Karen Lewis, the former HP staff archivist who first assembled the collections, called it irresponsible to put them in a building without proper protection. Both Hewlett-Packard and Agilent earlier had housed the archives within special vaults inside permanent facilities, complete with foam fire retardant and other safeguards, she said.

“This could easily have been prevented, and it’s a huge loss,” Lewis said.

Keysight Technologies spokesman Jeff Weber acknowledged the destruction of the Hewlett and Packard collections, but he disputed the idea that the company had failed to adequately safeguard them.

“Keysight took appropriate and responsible steps to protect the company archives, but the most destructive firestorm in state history prevented efforts to protect portions of the collection,” Weber said in an email. “This is a sad, unfortunate situation — like many others in Sonoma County now. This is a time to begin healing, not assigning blame.”

He added the company “is saddened by the loss of documents that remind us of our visionary founders, rich history and lineage to the original Silicon Valley startup.”

The flames that entered the Keysight campus on Oct. 9 were part of several wildfires that killed at least 23 residents and destroyed 6,800 homes and other buildings in the county.

Among the structures consumed were two beige, flat-roof modular buildings near the Keysight entrance on Fountaingrove Parkway.
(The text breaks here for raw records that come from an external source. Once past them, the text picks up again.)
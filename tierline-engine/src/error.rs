//! Node-level errors.

use crate::storage::StorageError;
use thiserror::Error;
use tierline_client::{ClientError, CorrelationError};

/// Failures that stop a node from starting or serving.
#[derive(Debug, Error)]
pub enum NodeError {
    #[error("Failed to bind {addr}: {source}")]
    Bind {
        addr: String,
        #[source]
        source: std::io::Error,
    },

    #[error("Failed to connect to {peer} node: {source}")]
    Connect {
        peer: &'static str,
        #[source]
        source: ClientError,
    },

    #[error("Channel error: {0}")]
    Client(#[from] ClientError),

    #[error("Storage error: {0}")]
    Storage(#[from] StorageError),

    #[error("I/O error: {0}")]
    Io(#[from] std::io::Error),
}

impl NodeError {
    pub(crate) fn bind(addr: &str, source: ClientError) -> Self {
        match source {
            ClientError::IoError(source) => Self::Bind {
                addr: addr.to_string(),
                source,
            },
            other => Self::Client(other),
        }
    }
}

/// Failure of one downstream call, as reported to the caller.
///
/// Every variant becomes the `error` string of a `success:false` reply.
#[derive(Debug, Error)]
pub enum CallError {
    /// The downstream node reported a failure.
    #[error("{0}")]
    Remote(String),

    #[error("{0}")]
    Correlation(#[from] CorrelationError),

    /// The reply arrived but did not have the expected shape.
    #[error("Unexpected reply: {0}")]
    Malformed(String),

    /// The continuation was dropped without a reply.
    #[error("Call abandoned before a reply arrived")]
    Abandoned,
}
The buildings, connected by an overhang to a permanent structure, held not only the archives but also a branch office of First Tech Federal Credit Union.

The rest of Keysight’s campus survived with relatively minimal damage from the fire, CEO Ron Nersesian said on Oct. 10. The campus includes four permanent buildings and a recycling storage facility, together constituting nearly a million square feet of office and production space.
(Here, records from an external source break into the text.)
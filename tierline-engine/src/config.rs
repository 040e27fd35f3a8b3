//! Configuration loading for Tierline nodes.
//!
//! The configuration is stored in TOML format and defines:
//! - Channel settings (wire format shared by every hop)
//! - Storage node settings (listen address, stats cadence)
//! - Coordinator node settings (listen address, storage peer, status cadence)
//! - Edge node settings (HTTP and subscriber listeners, coordinator peer)
//!
//! Every field has a default, so an empty file (or no file) starts a chain on
//! the loopback ports 3000-3003.

use serde::{Deserialize, Serialize};
use std::path::{Path, PathBuf};
use std::time::Duration;
use thiserror::Error;
use tierline_client::WireFormat;

/// Default config file name, looked up in the working directory first.
pub const CONFIG_FILE_NAME: &str = "tierline.toml";

/// Configuration errors.
#[derive(Debug, Error)]
pub enum ConfigError {
    #[error("Failed to read config file: {0}")]
    ReadError(#[from] std::io::Error),

    #[error("Failed to parse config: {0}")]
    ParseError(#[from] toml::de::Error),

    #[error("Invalid config: {0}")]
    ValidationError(String),
}

/// Settings shared by every event channel.
#[derive(Debug, Clone, Default, Serialize, Deserialize)]
pub struct ChannelConfig {
    /// Envelope encoding inside each frame.
    #[serde(default)]
    pub wire_format: WireFormat,
}

/// Storage node configuration.
#[derive(Debug, Clone, Serialize, Deserialize)]
pub struct StorageConfig {
    /// Address coordinators connect to.
    #[serde(default = "default_storage_listen")]
    pub listen: String,

    /// Seconds between `db:stats` broadcasts.
    #[serde(default = "default_stats_interval_secs")]
    pub stats_interval_secs: u64,
}

fn default_storage_listen() -> String {
    "127.0.0.1:3002".to_string()
}

const fn default_stats_interval_secs() -> u64 {
    10
}

impl Default for StorageConfig {
    fn default() -> Self {
        Self {
            listen: default_storage_listen(),
            stats_interval_secs: default_stats_interval_secs(),
        }
    }
}

impl StorageConfig {
    #[must_use]
    pub fn stats_interval(&self) -> Duration {
        Duration::from_secs(self.stats_interval_secs)
    }
}

/// Coordinator node configuration.
#[derive(Debug, Clone, Serialize, Deserialize)]
pub struct CoordinatorConfig {
    /// Address edge nodes connect to.
    #[serde(default = "default_coordinator_listen")]
    pub listen: String,

    /// Storage node to connect to at startup.
    #[serde(default = "default_storage_listen")]
    pub storage_addr: String,

    /// Seconds between `app:status` broadcasts.
    #[serde(default = "default_status_interval_secs")]
    pub status_interval_secs: u64,

    /// Expire storage queries pending longer than this. Unset keeps them
    /// until a reply arrives.
    #[serde(default)]
    pub call_timeout_secs: Option<u64>,
}

fn default_coordinator_listen() -> String {
    "127.0.0.1:3001".to_string()
}

const fn default_status_interval_secs() -> u64 {
    15
}

impl Default for CoordinatorConfig {
    fn default() -> Self {
        Self {
            listen: default_coordinator_listen(),
            storage_addr: default_storage_listen(),
            status_interval_secs: default_status_interval_secs(),
            call_timeout_secs: None,
        }
    }
}

impl CoordinatorConfig {
    #[must_use]
    pub fn status_interval(&self) -> Duration {
        Duration::from_secs(self.status_interval_secs)
    }

    #[must_use]
    pub fn call_timeout(&self) -> Option<Duration> {
        self.call_timeout_secs.map(Duration::from_secs)
    }
}

/// Edge node configuration.
#[derive(Debug, Clone, Serialize, Deserialize)]
pub struct EdgeConfig {
    /// Address of the HTTP API.
    #[serde(default = "default_http_listen")]
    pub http_listen: String,

    /// Address subscribers connect to.
    #[serde(default = "default_subscriber_listen")]
    pub subscriber_listen: String,

    /// Coordinator node to connect to at startup.
    #[serde(default = "default_coordinator_listen")]
    pub coordinator_addr: String,

    /// Expire coordinator calls pending longer than this.
    #[serde(default)]
    pub call_timeout_secs: Option<u64>,
}

fn default_http_listen() -> String {
    "127.0.0.1:3000".to_string()
}

fn default_subscriber_listen() -> String {
    "127.0.0.1:3003".to_string()
}

impl Default for EdgeConfig {
    fn default() -> Self {
        Self {
            http_listen: default_http_listen(),
            subscriber_listen: default_subscriber_listen(),
            coordinator_addr: default_coordinator_listen(),
            call_timeout_secs: None,
        }
    }
}

impl EdgeConfig {
    #[must_use]
    pub fn call_timeout(&self) -> Option<Duration> {
        self.call_timeout_secs.map(Duration::from_secs)
    }
}

/// Complete Tierline configuration.
#[derive(Debug, Clone, Default, Serialize, Deserialize)]
pub struct TierlineConfig {
    #[serde(default)]
    pub channel: ChannelConfig,

    #[serde(default)]
    pub storage: StorageConfig,

    #[serde(default)]
    pub coordinator: CoordinatorConfig,

    #[serde(default)]
    pub edge: EdgeConfig,
}

impl TierlineConfig {
    /// Load configuration from a file.
    pub fn load<P: AsRef<Path>>(path: P) -> Result<Self, ConfigError> {
        let content = std::fs::read_to_string(path)?;
        Self::parse(&content)
    }

    /// Load configuration from a TOML string.
    pub fn parse(content: &str) -> Result<Self, ConfigError> {
        let config: TierlineConfig = toml::from_str(content)?;
        config.validate()?;
        Ok(config)
    }

    /// Validate the configuration (pure function).
    pub fn validate(&self) -> Result<(), ConfigError> {
        require_positive("storage.stats_interval_secs", self.storage.stats_interval_secs)?;
        require_positive(
            "coordinator.status_interval_secs",
            self.coordinator.status_interval_secs,
        )?;
        if let Some(secs) = self.coordinator.call_timeout_secs {
            require_positive("coordinator.call_timeout_secs", secs)?;
        }
        if let Some(secs) = self.edge.call_timeout_secs {
            require_positive("edge.call_timeout_secs", secs)?;
        }

        for (field, addr) in [
            ("storage.listen", &self.storage.listen),
            ("coordinator.listen", &self.coordinator.listen),
            ("coordinator.storage_addr", &self.coordinator.storage_addr),
            ("edge.http_listen", &self.edge.http_listen),
            ("edge.subscriber_listen", &self.edge.subscriber_listen),
            ("edge.coordinator_addr", &self.edge.coordinator_addr),
        ] {
            if addr.trim().is_empty() {
                return Err(ConfigError::ValidationError(format!("{field} must not be empty")));
            }
        }

        if self.edge.http_listen == self.edge.subscriber_listen {
            return Err(ConfigError::ValidationError(format!(
                "edge.http_listen and edge.subscriber_listen both use {}",
                self.edge.http_listen
            )));
        }
        Ok(())
    }

    /// Pick the config file to load (pure function).
    ///
    /// An explicit path always wins. Otherwise the first existing candidate of
    /// `./tierline.toml` and `<config_dir>/tierline.toml` is used; `None`
    /// means run on defaults.
    #[must_use]
    pub fn resolve_path(
        explicit: Option<&Path>,
        working_dir: &Path,
        config_dir: Option<&Path>,
        exists: impl Fn(&Path) -> bool,
    ) -> Option<PathBuf> {
        if let Some(path) = explicit {
            return Some(path.to_path_buf());
        }
        std::iter::once(working_dir.join(CONFIG_FILE_NAME))
            .chain(config_dir.map(|dir| dir.join(CONFIG_FILE_NAME)))
            .find(|candidate| exists(candidate))
    }

    /// Load from `explicit`, or from the first default location that exists,
    /// or fall back to defaults.
    pub fn discover(explicit: Option<&Path>) -> Result<Self, ConfigError> {
        let working_dir = std::env::current_dir()?;
        let config_dir = directories::ProjectDirs::from("dev", "tierline", "tierline")
            .map(|dirs| dirs.config_dir().to_path_buf());

        match Self::resolve_path(explicit, &working_dir, config_dir.as_deref(), Path::exists) {
            Some(path) => {
                tracing::debug!("Loading configuration from {}", path.display());
                Self::load(path)
            }
            None => {
                tracing::debug!("No configuration file found, using defaults");
                Ok(Self::default())
            }
        }
    }
}

fn require_positive(field: &str, value: u64) -> Result<(), ConfigError> {
    if value == 0 {
        return Err(ConfigError::ValidationError(format!(
            "{field} must be greater than zero"
        )));
    }
    Ok(())
}
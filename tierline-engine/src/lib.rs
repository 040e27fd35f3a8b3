//! Tierline Engine - a three-tier request relay
//!
//! Each tier runs as its own node and talks to the next over a framed event
//! channel. Calls flow down and replies flow back up, matched by correlation
//! id; broadcasts flow up unsolicited.
//!
//! # Architecture
//!
//! ```text
//!  HTTP clients      subscribers
//!        │                │
//!        ▼                ▼
//!  ┌──────────────────────────────┐
//!  │ Edge        (HTTP + events)  │  get-users / create-user
//!  └──────────────────────────────┘
//!        │  app:*        ▲  app:*-result, app:user-created,
//!        ▼               │  app:db-stats, app:status
//!  ┌──────────────────────────────┐
//!  │ Coordinator (operations)     │  operation → SQL
//!  └──────────────────────────────┘
//!        │  db:query     ▲  db:result, db:stats
//!        ▼               │
//!  ┌──────────────────────────────┐
//!  │ Storage     (in-memory SQL)  │
//!  └──────────────────────────────┘
//! ```

pub mod config;
pub mod coordinator;
pub mod edge;
pub mod error;
pub mod protocol;
pub mod storage;
mod task;

pub use config::TierlineConfig;
pub use coordinator::CoordinatorNode;
pub use edge::EdgeNode;
pub use error::{CallError, NodeError};
pub use storage::StorageNode;
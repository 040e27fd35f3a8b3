//! Error types for the Tierline client library.

use crate::correlation::CallId;
use thiserror::Error;

/// Client errors.
#[derive(Debug, Error)]
pub enum ClientError {
    /// Connection failed.
    #[error("Failed to connect to {addr}: {reason}")]
    ConnectionFailed { addr: String, reason: String },

    /// I/O error during communication.
    #[error("Communication error: {0}")]
    IoError(#[from] std::io::Error),

    /// Serialization error.
    #[error("Serialization error: {0}")]
    SerializationError(String),
}

impl From<serde_json::Error> for ClientError {
    fn from(e: serde_json::Error) -> Self {
        ClientError::SerializationError(e.to_string())
    }
}

impl From<rmp_serde::encode::Error> for ClientError {
    fn from(e: rmp_serde::encode::Error) -> Self {
        ClientError::SerializationError(e.to_string())
    }
}

impl From<rmp_serde::decode::Error> for ClientError {
    fn from(e: rmp_serde::decode::Error) -> Self {
        ClientError::SerializationError(e.to_string())
    }
}

/// Correlation table misuse.
#[derive(Debug, Clone, PartialEq, Eq, Error)]
pub enum CorrelationError {
    /// A call with this id is already pending.
    #[error("Call {0} is already pending")]
    DuplicateCall(CallId),
}
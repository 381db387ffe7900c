//! 应用层 - 用例编排
//!
//! 包含：
//! - ports: 六边形架构端口定义（通用 Repository、TodoRepositoryPort）
//! - commands: CQRS 命令及处理器
//! - queries: CQRS 查询及处理器
//! - error: 应用层错误定义

pub mod commands;
pub mod error;
pub mod ports;
pub mod queries;

// Re-exports
pub use commands::{
    ChangeTodoDeadline, CreateTodo, DeleteTodo, UpdateTodo,
    // Handlers
    handlers::{ChangeDeadlineHandler, CreateTodoHandler, DeleteTodoHandler, UpdateTodoHandler},
};

pub use error::ApplicationError;

pub use ports::{
    Entity, PageError, PageRequest, Repository, RepositoryError, TodoRepositoryPort,
};

pub use queries::{
    CountTodos, GetTodo, ListTodos,
    // Handlers
    handlers::{CountTodosHandler, GetTodoHandler, ListTodosHandler},
};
The fire and its aftermath have kept the Fountaingrove facility closed for three weeks.

The campus is undergoing disaster recovery work and may reopen for business this week with a limited number of Keysight’s 1,300 Santa Rosa employees, Weber said.
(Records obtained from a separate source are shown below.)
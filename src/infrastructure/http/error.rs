//! HTTP Error Handling
//!
//! 所有 handler 的错误都经过同一个失败边界 [`OperationBoundary::guard`]：
//! 按操作记录日志，并转换为该操作固定的错误响应

use axum::{
    http::StatusCode,
    response::{IntoResponse, Response},
};

use crate::application::ApplicationError;
use crate::domain::TodoId;

/// HTTP 层操作
///
/// 失败边界只依据操作决定日志上下文和 500 响应文案
#[derive(Debug, Clone, Copy, PartialEq, Eq)]
pub enum Operation {
    Create,
    Update(TodoId),
    Delete(TodoId),
    List,
    Count,
    ChangeDeadline(TodoId),
    Get(TodoId),
}

impl Operation {
    pub fn name(&self) -> &'static str {
        match self {
            Operation::Create => "create_todo",
            Operation::Update(_) => "update_todo",
            Operation::Delete(_) => "delete_todo",
            Operation::List => "list_todos",
            Operation::Count => "count_todos",
            Operation::ChangeDeadline(_) => "change_deadline",
            Operation::Get(_) => "get_todo",
        }
    }

    pub fn todo_id(&self) -> Option<TodoId> {
        match self {
            Operation::Update(id)
            | Operation::Delete(id)
            | Operation::ChangeDeadline(id)
            | Operation::Get(id) => Some(*id),
            Operation::Create | Operation::List | Operation::Count => None,
        }
    }

    /// 服务端错误时返回给调用方的固定文案
    pub fn failure_message(&self) -> &'static str {
        match self {
            Operation::Create => {
                "An error occurred while creating the todo. Please try again later."
            }
            Operation::Update(_) => {
                "An error occurred while updating the todo. Please try again later."
            }
            Operation::Delete(_) => {
                "An error occurred while deleting the todo. Please try again later."
            }
            Operation::List => {
                "An error occurred while fetching the todos. Please try again later."
            }
            Operation::Count => {
                "An error occurred while fetching the todo count. Please try again later."
            }
            Operation::ChangeDeadline(_) => {
                "An error occurred while updating the todo deadline. Please try again later."
            }
            Operation::Get(_) => {
                "An error occurred while fetching the todo. Please try again later."
            }
        }
    }
}

/// API 错误
///
/// 响应体为纯文本消息，不暴露内部错误细节
#[derive(Debug, PartialEq, Eq)]
pub enum ApiError {
    NotFound(String),
    BadRequest(String),
    Internal(&'static str),
}

impl ApiError {
    pub fn status(&self) -> StatusCode {
        match self {
            ApiError::NotFound(_) => StatusCode::NOT_FOUND,
            ApiError::BadRequest(_) => StatusCode::BAD_REQUEST,
            ApiError::Internal(_) => StatusCode::INTERNAL_SERVER_ERROR,
        }
    }

    /// 按操作转换应用层错误并记录日志
    pub fn from_operation(operation: Operation, err: ApplicationError) -> Self {
        let todo_id = operation.todo_id().map(|id| id.value());

        match err {
            ApplicationError::NotFound { .. } => {
                tracing::warn!(
                    operation = operation.name(),
                    todo_id = ?todo_id,
                    error = %err,
                    "Resource not found"
                );
                ApiError::NotFound(err.to_string())
            }
            ApplicationError::ValidationError(msg) => {
                tracing::warn!(
                    operation = operation.name(),
                    todo_id = ?todo_id,
                    error = %msg,
                    "Bad request"
                );
                ApiError::BadRequest(msg)
            }
            ApplicationError::RepositoryError(_) => {
                tracing::error!(
                    operation = operation.name(),
                    todo_id = ?todo_id,
                    error = %err,
                    "{}",
                    operation.failure_message()
                );
                ApiError::Internal(operation.failure_message())
            }
        }
    }
}

impl IntoResponse for ApiError {
    fn into_response(self) -> Response {
        let status = self.status();
        match self {
            ApiError::NotFound(msg) | ApiError::BadRequest(msg) => (status, msg).into_response(),
            ApiError::Internal(msg) => (status, msg).into_response(),
        }
    }
}

/// 失败边界
///
/// 每个 handler 的用例结果都通过 `.guard(operation)` 转换
pub trait OperationBoundary<T> {
    fn guard(self, operation: Operation) -> Result<T, ApiError>;
}

impl<T> OperationBoundary<T> for Result<T, ApplicationError> {
    fn guard(self, operation: Operation) -> Result<T, ApiError> {
        self.map_err(|err| ApiError::from_operation(operation, err))
    }
}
Meanwhile, about 100 staff members have shifted to former HP facilities inside Rohnert Park’s Somo Village. That location could be outfitted for up to 900 staff members by early November, Weber said. Another 200 staff are now reporting to a facility in Petaluma.

After their start in a Palo Alto garage, now a historic landmark dubbed “the Birthplace of Silicon Valley,” Hewlett and Packard found early success with the Walt Disney Company. The latter ordered eight audio oscillators to test speaker systems and other sound devices being used in 12 specially-equipped theaters in 1940 showing the animated film “Fantasia.”

Hewlett Packard and other companies went on to produce testing and measurement devices that remain a largely unheralded part of the tech industry. But analysts and historians said the equipment proved crucial to the development of computers, cellphones and virtually every other device that plugs into a wall or uses a battery.

HP later developed the first hand-held calculator and the first inkjet printer. It also expanded into making personal computers.

Hewlett-Packard’s relationship with Santa Rosa dates back to 1972, when the company first began operations here. The company opened the Fountaingrove campus in 1975.

The Sonoma County operations consistently focused on testing and measurement equipment, even as HP and later Agilent became a major employer, with 5,000 workers here by 2001. But after the dot-com bust, Agilent in 2004 shuttered its Rohnert Park plant and transferred most of its manufacturing overseas.

By the time Hewlett-Packard arrived in Sonoma County, it had been in operation almost four decades and had gained a reputation for a less authoritarian management style aimed at unleashing employee creativity — a collegial approach that came to be known as the “HP Way.”

The company and its founders also affected international affairs. Hewlett-Packard in 1985 became the first technology company to enter into a joint venture in China. And Packard, who temporarily left the company to become deputy secretary of defense in the first Nixon Administration, was known during the Cold War as a advocate of increased trade with Soviet bloc countries in order to foster world peace.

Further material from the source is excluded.